Click here for earlier reports, and some of his letters from prison.


Don Beisswenger, professor emeritus at Vanderbilt Divinity School, was released on Friday, October 1, after six months in prison for civil disobedience at the School of the Americas (SOA).

He was greeted by a group of supporters at the Nashville Peace and Justice Center on Friday afternoon after a four-hour trip from the Federal Correctional Institution in Manchester, KY.

His chief request was that a service of worship be planned, and that it be accessible by the homeless with whom he has worked. This took place on Sunday afternoon at the Downtown Presbyterian Church, where Don has organized the Living Room conversations with the homeless as equal partners. Don shared the reflections he had written in prison and indicated ways he wants to continue his witness for peace and justice.

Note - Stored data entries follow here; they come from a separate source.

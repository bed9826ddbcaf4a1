//! The layout node abstraction every backend adapter implements.
//!
//! Nodes are opaque [`NodeHandle`]s owned by one [`LayoutTree`]. Style is written
//! through setters, the whole tree is solved from its root, and geometry is read
//! back per node. Lengths keep percentages as percentages; resolving them against
//! the parent is the backend's job.

use core::fmt;
use std::rc::Rc;

use css_grid::{GridAutoFlow, GridPlacement, GridTrack};

use crate::backend::BackendKind;
use crate::error::LayoutError;
use crate::measure::MeasureBridge;

/// Opaque node identifier, valid only for the tree that created it.
#[derive(Copy, Clone, Debug, Eq, PartialEq, Hash, PartialOrd, Ord)]
pub struct NodeHandle(pub(crate) usize);

impl NodeHandle {
    pub const fn index(self) -> usize {
        self.0
    }
}

impl fmt::Display for NodeHandle {
    fn fmt(&self, formatter: &mut fmt::Formatter<'_>) -> fmt::Result {
        write!(formatter, "#{}", self.0)
    }
}

/// A style length: pixels, a percentage of the containing block (0..=100), or `auto`.
///
/// For `min-*` sizes `Auto` means "no minimum", for `max-*` sizes it means `none`.
#[derive(Copy, Clone, Debug, Default, PartialEq)]
pub enum Length {
    Points(f32),
    Percent(f32),
    #[default]
    Auto,
}

/// Box sides in canonical (CSS shorthand) order.
#[derive(Copy, Clone, Debug, Eq, PartialEq, Hash)]
pub enum Edge {
    Top = 0,
    Right = 1,
    Bottom = 2,
    Left = 3,
}

impl Edge {
    pub const ALL: [Self; 4] = [Self::Top, Self::Right, Self::Bottom, Self::Left];
}

/// Which computed box-model edge a getter reads.
#[derive(Copy, Clone, Debug, Eq, PartialEq, Hash)]
pub enum BoxEdge {
    Margin,
    Border,
    Padding,
}

/// Width or height.
#[derive(Copy, Clone, Debug, Eq, PartialEq, Hash)]
pub enum Dimension {
    Width,
    Height,
}

/// Rows or columns, for gaps and grid tracks.
#[derive(Copy, Clone, Debug, Eq, PartialEq, Hash)]
pub enum GridAxis {
    Row,
    Column,
}

#[derive(Copy, Clone, Debug, Default, Eq, PartialEq, Hash)]
pub enum DisplayMode {
    #[default]
    Flex,
    Grid,
    None,
}

#[derive(Copy, Clone, Debug, Default, Eq, PartialEq, Hash)]
pub enum PositionType {
    #[default]
    Static,
    Relative,
    Absolute,
}

#[derive(Copy, Clone, Debug, Default, Eq, PartialEq, Hash)]
pub enum Overflow {
    #[default]
    Visible,
    Hidden,
    Scroll,
}

#[derive(Copy, Clone, Debug, Default, Eq, PartialEq, Hash)]
pub enum FlexDirection {
    #[default]
    Row,
    RowReverse,
    Column,
    ColumnReverse,
}

#[derive(Copy, Clone, Debug, Default, Eq, PartialEq, Hash)]
pub enum FlexWrap {
    #[default]
    NoWrap,
    Wrap,
    WrapReverse,
}

#[derive(Copy, Clone, Debug, Default, Eq, PartialEq, Hash)]
pub enum JustifyContent {
    #[default]
    FlexStart,
    FlexEnd,
    Center,
    SpaceBetween,
    SpaceAround,
    SpaceEvenly,
}

/// `align-items` / `align-self`. `auto` for `align-self` is `None` at the setter.
#[derive(Copy, Clone, Debug, Default, Eq, PartialEq, Hash)]
pub enum AlignItems {
    FlexStart,
    FlexEnd,
    Center,
    #[default]
    Stretch,
    Baseline,
}

#[derive(Copy, Clone, Debug, Default, Eq, PartialEq, Hash)]
pub enum AlignContent {
    FlexStart,
    FlexEnd,
    Center,
    #[default]
    Stretch,
    SpaceBetween,
    SpaceAround,
    SpaceEvenly,
}

/// Solved border-box geometry, relative to the parent's border box.
#[derive(Copy, Clone, Debug, Default, PartialEq)]
pub struct Geometry {
    pub left: f32,
    pub top: f32,
    pub width: f32,
    pub height: f32,
}

/// Four resolved side values in canonical order.
#[derive(Copy, Clone, Debug, Default, PartialEq)]
pub struct Sides {
    pub top: f32,
    pub right: f32,
    pub bottom: f32,
    pub left: f32,
}

impl Sides {
    pub const fn get(&self, edge: Edge) -> f32 {
        match edge {
            Edge::Top => self.top,
            Edge::Right => self.right,
            Edge::Bottom => self.bottom,
            Edge::Left => self.left,
        }
    }

    pub const fn set(&mut self, edge: Edge, value: f32) {
        match edge {
            Edge::Top => self.top = value,
            Edge::Right => self.right = value,
            Edge::Bottom => self.bottom = value,
            Edge::Left => self.left = value,
        }
    }
}

/// Solved margin, border and padding of a node.
#[derive(Copy, Clone, Debug, Default, PartialEq)]
pub struct BoxEdges {
    pub margin: Sides,
    pub border: Sides,
    pub padding: Sides,
}

/// A tree of layout nodes inside one backend.
///
/// Setters may apply immediately or be staged until [`LayoutTree::flush`]; either
/// way [`LayoutTree::calculate_layout`] sees every write made before it. Any write
/// after a solve invalidates geometry until the next solve.
///
/// Grid setters default to no-ops; callers check [`LayoutTree::supports_grid`] first.
pub trait LayoutTree {
    fn backend(&self) -> BackendKind;

    fn supports_grid(&self) -> bool {
        false
    }

    /// Create a detached node with default style.
    ///
    /// # Errors
    /// Backend refusal.
    fn create_node(&mut self) -> Result<NodeHandle, LayoutError>;

    /// Attach `child` as the `index`-th child of `parent`.
    ///
    /// # Errors
    /// Unknown handles, an out-of-range index, or a backend refusal.
    fn insert_child(
        &mut self,
        parent: NodeHandle,
        child: NodeHandle,
        index: usize,
    ) -> Result<(), LayoutError>;

    /// # Errors
    /// Unknown handle.
    fn child_count(&self, node: NodeHandle) -> Result<usize, LayoutError>;

    /// # Errors
    /// Unknown handle.
    fn set_size(
        &mut self,
        node: NodeHandle,
        dimension: Dimension,
        length: Length,
    ) -> Result<(), LayoutError>;

    /// # Errors
    /// Unknown handle.
    fn set_min_size(
        &mut self,
        node: NodeHandle,
        dimension: Dimension,
        length: Length,
    ) -> Result<(), LayoutError>;

    /// # Errors
    /// Unknown handle.
    fn set_max_size(
        &mut self,
        node: NodeHandle,
        dimension: Dimension,
        length: Length,
    ) -> Result<(), LayoutError>;

    /// # Errors
    /// Unknown handle.
    fn set_aspect_ratio(&mut self, node: NodeHandle, ratio: Option<f32>)
    -> Result<(), LayoutError>;

    /// # Errors
    /// Unknown handle.
    fn set_flex_direction(
        &mut self,
        node: NodeHandle,
        direction: FlexDirection,
    ) -> Result<(), LayoutError>;

    /// # Errors
    /// Unknown handle.
    fn set_flex_wrap(&mut self, node: NodeHandle, wrap: FlexWrap) -> Result<(), LayoutError>;

    /// # Errors
    /// Unknown handle.
    fn set_flex_grow(&mut self, node: NodeHandle, grow: f32) -> Result<(), LayoutError>;

    /// # Errors
    /// Unknown handle.
    fn set_flex_shrink(&mut self, node: NodeHandle, shrink: f32) -> Result<(), LayoutError>;

    /// # Errors
    /// Unknown handle.
    fn set_flex_basis(&mut self, node: NodeHandle, basis: Length) -> Result<(), LayoutError>;

    /// # Errors
    /// Unknown handle.
    fn set_justify_content(
        &mut self,
        node: NodeHandle,
        justify: JustifyContent,
    ) -> Result<(), LayoutError>;

    /// # Errors
    /// Unknown handle.
    fn set_align_items(&mut self, node: NodeHandle, align: AlignItems) -> Result<(), LayoutError>;

    /// `None` is `align-self: auto`.
    ///
    /// # Errors
    /// Unknown handle.
    fn set_align_self(
        &mut self,
        node: NodeHandle,
        align: Option<AlignItems>,
    ) -> Result<(), LayoutError>;

    /// # Errors
    /// Unknown handle.
    fn set_align_content(
        &mut self,
        node: NodeHandle,
        align: AlignContent,
    ) -> Result<(), LayoutError>;

    /// `GridAxis::Row` is `row-gap`, the space between rows.
    ///
    /// # Errors
    /// Unknown handle.
    fn set_gap(&mut self, node: NodeHandle, axis: GridAxis, gap: Length)
    -> Result<(), LayoutError>;

    /// # Errors
    /// Unknown handle.
    fn set_margin(&mut self, node: NodeHandle, edge: Edge, margin: Length)
    -> Result<(), LayoutError>;

    /// # Errors
    /// Unknown handle.
    fn set_padding(
        &mut self,
        node: NodeHandle,
        edge: Edge,
        padding: Length,
    ) -> Result<(), LayoutError>;

    /// # Errors
    /// Unknown handle.
    fn set_border(&mut self, node: NodeHandle, edge: Edge, width: f32) -> Result<(), LayoutError>;

    /// Position offset (`top`, `right`, ...).
    ///
    /// # Errors
    /// Unknown handle.
    fn set_inset(&mut self, node: NodeHandle, edge: Edge, offset: Length)
    -> Result<(), LayoutError>;

    /// # Errors
    /// Unknown handle.
    fn set_position_type(
        &mut self,
        node: NodeHandle,
        position: PositionType,
    ) -> Result<(), LayoutError>;

    /// # Errors
    /// Unknown handle.
    fn set_display(&mut self, node: NodeHandle, display: DisplayMode) -> Result<(), LayoutError>;

    /// # Errors
    /// Unknown handle.
    fn set_overflow(
        &mut self,
        node: NodeHandle,
        horizontal: Overflow,
        vertical: Overflow,
    ) -> Result<(), LayoutError>;

    /// `GridAxis::Column` is `grid-template-columns`.
    ///
    /// # Errors
    /// Unknown handle.
    fn set_grid_template(
        &mut self,
        node: NodeHandle,
        axis: GridAxis,
        tracks: &[GridTrack],
    ) -> Result<(), LayoutError> {
        let _unused = (node, axis, tracks);
        Ok(())
    }

    /// # Errors
    /// Unknown handle.
    fn set_grid_auto_tracks(
        &mut self,
        node: NodeHandle,
        axis: GridAxis,
        tracks: &[GridTrack],
    ) -> Result<(), LayoutError> {
        let _unused = (node, axis, tracks);
        Ok(())
    }

    /// # Errors
    /// Unknown handle.
    fn set_grid_auto_flow(
        &mut self,
        node: NodeHandle,
        flow: GridAutoFlow,
    ) -> Result<(), LayoutError> {
        let _unused = (node, flow);
        Ok(())
    }

    /// Item placement on one axis. Named lines must already be resolved to numbers.
    ///
    /// # Errors
    /// Unknown handle.
    fn set_grid_placement(
        &mut self,
        node: NodeHandle,
        axis: GridAxis,
        start: &GridPlacement,
        end: &GridPlacement,
    ) -> Result<(), LayoutError> {
        let _unused = (node, axis, start, end);
        Ok(())
    }

    /// Register or clear the intrinsic-measurement hook of a leaf.
    ///
    /// # Errors
    /// Unknown handle, or the node already has children.
    fn set_measure(
        &mut self,
        node: NodeHandle,
        bridge: Option<Rc<MeasureBridge>>,
    ) -> Result<(), LayoutError>;

    /// Apply staged style writes. Eager backends have nothing to do.
    ///
    /// # Errors
    /// Backend refusal.
    fn flush(&mut self) -> Result<(), LayoutError> {
        Ok(())
    }

    /// Solve the subtree rooted at `root` against an optional available size.
    ///
    /// A root with an `auto` width or height fills the given size along that
    /// axis, less its own margins.
    ///
    /// # Errors
    /// Unknown handle or a backend failure.
    fn calculate_layout(
        &mut self,
        root: NodeHandle,
        width: Option<f32>,
        height: Option<f32>,
    ) -> Result<(), LayoutError>;

    /// # Errors
    /// [`LayoutError::NotSolved`] before a solve or after a later write.
    fn geometry(&self, node: NodeHandle) -> Result<Geometry, LayoutError>;

    /// One computed edge value.
    ///
    /// # Errors
    /// [`LayoutError::NotSolved`] before a solve or after a later write.
    fn edge(&self, node: NodeHandle, kind: BoxEdge, edge: Edge) -> Result<f32, LayoutError>;

    /// # Errors
    /// [`LayoutError::NotSolved`] before a solve or after a later write.
    fn edges(&self, node: NodeHandle) -> Result<BoxEdges, LayoutError> {
        let mut edges = BoxEdges::default();
        for edge in Edge::ALL {
            edges.margin.set(edge, self.edge(node, BoxEdge::Margin, edge)?);
            edges.border.set(edge, self.edge(node, BoxEdge::Border, edge)?);
            edges.padding.set(edge, self.edge(node, BoxEdge::Padding, edge)?);
        }
        Ok(edges)
    }
}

On the night before (Thursday, September 30), Nashvillians had a chance to hear from the man who started it all - Father Roy Bourgeois, founder of SOA Watch, spoke at Vanderbilt DIvinity School, recalling the way he had become aware of the problems with U.S. military policy in Latin America while ministering to the poor in Bolivia. He was acquainted, through the Maryknoll mission organization, with two of the four church women who were raped and killed in El Salvador by soldiers trained and armed by the U.S. He founded founded SOAWatch in 1990. Since then a vigil has been held every year outside the gates of Fort Benning, GA, on the weekend before Thanksgiving, with steadily increasing numbers of participants.

The 2004 protest will be November 19-21.  For more information go to http://www.soaw.org/.

 

 Readers will want to look at a recently published book by James Hodge and Linda Cooper, entitled Disturbing the Peace: The Story of Father Roy Bourgeois and the Movement to Close the School of the Americas. As Martin Sheen says in the Foreword, it tells about "the evolution and journey of a soul from conversion to re-conversion, from prayer and contemplation to heroic action, all in a continuous effort to unite the will of the spirit to the work of the flesh."

The 240-page book is available in paperback for $20. It can be ordered from Orbis Books, 1-800-258-5838, or from SOAWatch at http://www.soaw.org/.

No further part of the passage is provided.